La réaction consternante de l’Europe face à la crise mondiale des réfugiés et au nombre pourtant gérable de personnes qui arrivent à sa porte en quête de protection va laisser une tache indélébile dans notre conscience collective.
Les gouvernements européens manquent à leurs obligations envers les réfugiés et l’Union européenne bafoue ses propres principes fondamentaux : la liberté, l’égalité, les droits humains et l’état de droit.
Au lieu de se servir des outils à sa disposition pour accueillir sa juste part de la population mondiale de réfugiés, l’Europe cherche à conclure des accords en vue de bloquer les réfugiés dans d’autres pays.
Par exemple, l’accord entre l’UE et la Turquie présente bien des défauts, et il est parfaitement évident qu’entasser les réfugiés sur les îles grecques n’est pas une solution.
Laissez-nous partir d’ici le plus vite possible…
B.K.D., 17 ans, Kurde syrien, camp de Souda, Chios, Grèce
L’Accord UE-Turquie
Parmi les politiques migratoires infructueuses de l’Europe, l’accord que celle-ci a conclu avec la Turquie prend des airs de couteau planté en plein cœur du système de protection internationale des réfugiés.
Aux termes de cet accord, tous les demandeurs d’asile arrivant sur les îles grecques via la Turquie doivent être renvoyés dans ce pays, sur la base de l’hypothèse totalement erronée que leurs droits y seront respectés.
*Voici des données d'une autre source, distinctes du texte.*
//! The normalised subtitle representation shared by every parser and writer.

use std::fmt::Display;

/// A single subtitle entry.
///
/// Timestamps are kept in SRT form (`HH:MM:SS,mmm`). Text is always a single
/// line. The index keeps the digits it was read with, so `007` stays `007`.
#[derive(Debug, Clone, PartialEq, Eq)]
pub struct Cue {
    pub index: String,
    pub start: String,
    pub end: String,
    pub text: String,
}

impl Cue {
    pub fn new(
        index: impl ToString,
        start: impl Into<String>,
        end: impl Into<String>,
        text: impl AsRef<str>,
    ) -> Self {
        Self {
            index: index.to_string(),
            start: start.into(),
            end: end.into(),
            text: single_line(text.as_ref()),
        }
    }
}

/// Joins the lines of `s` with single spaces.
pub(crate) fn single_line(s: &str) -> String {
    if !s.contains(['\n', '\r']) {
        return s.to_owned();
    }
    s.split("\r\n")
        .flat_map(|s| s.split(['\n', '\r']))
        .collect::<Vec<_>>()
        .join(" ")
}

/// Returns `true` for a run of ASCII digits that isn't all zeros.
///
/// There is no upper bound since the index is never used as a number.
pub(crate) fn is_positive_index(s: &str) -> bool {
    !s.is_empty() && s.bytes().all(|b| b.is_ascii_digit()) && s.bytes().any(|b| b != b'0')
}

/// A recoverable anomaly found while parsing.
///
/// The offending line or row is skipped and parsing continues.
#[derive(Debug, Clone, PartialEq, Eq)]
pub struct Warning {
    /// 1-based line (or spreadsheet row) number.
    pub line: usize,
    pub content: String,
    pub reason: String,
}

impl Warning {
    pub(crate) fn new(line: usize, content: impl Into<String>, reason: impl Into<String>) -> Self {
        Self {
            line,
            content: content.into(),
            reason: reason.into(),
        }
    }
}

impl Display for Warning {
    fn fmt(&self, f: &mut std::fmt::Formatter<'_>) -> std::fmt::Result {
        write!(f, "line {}: {} (skipped `{}`)", self.line, self.reason, self.content)
    }
}

/// The output of a parser: the cues in source order plus anything that was skipped.
#[derive(Debug, Clone, Default, PartialEq, Eq)]
pub struct Parsed {
    pub cues: Vec<Cue>,
    pub warnings: Vec<Warning>,
}

impl Parsed {
    pub fn is_empty(&self) -> bool {
        self.cues.is_empty()
    }
}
En échange, du moins en théorie, l’Europe est censée accueillir un demandeur d’asile syrien venant de Turquie pour chaque personne syrienne renvoyée en Turquie.
Pour l’instant, plusieurs obstacles juridiques empêchent le renvoi des demandeurs d’asile vers la Turquie, mais personne ne sait combien de temps cela va durer.
En attendant, des centaines de réfugiés et de migrants arrivent chaque semaine, bien que leur nombre ait fortement baissé depuis l’application de cet accord.
Ainsi, tous les nouveaux arrivants restent bloqués sur les îles grecques, ce qui entraîne une grave surpopulation et des conditions de vie déplorables. Ces personnes se retrouvent dans l’incertitude quant à leur avenir et leurs espoirs sont réduits à néant.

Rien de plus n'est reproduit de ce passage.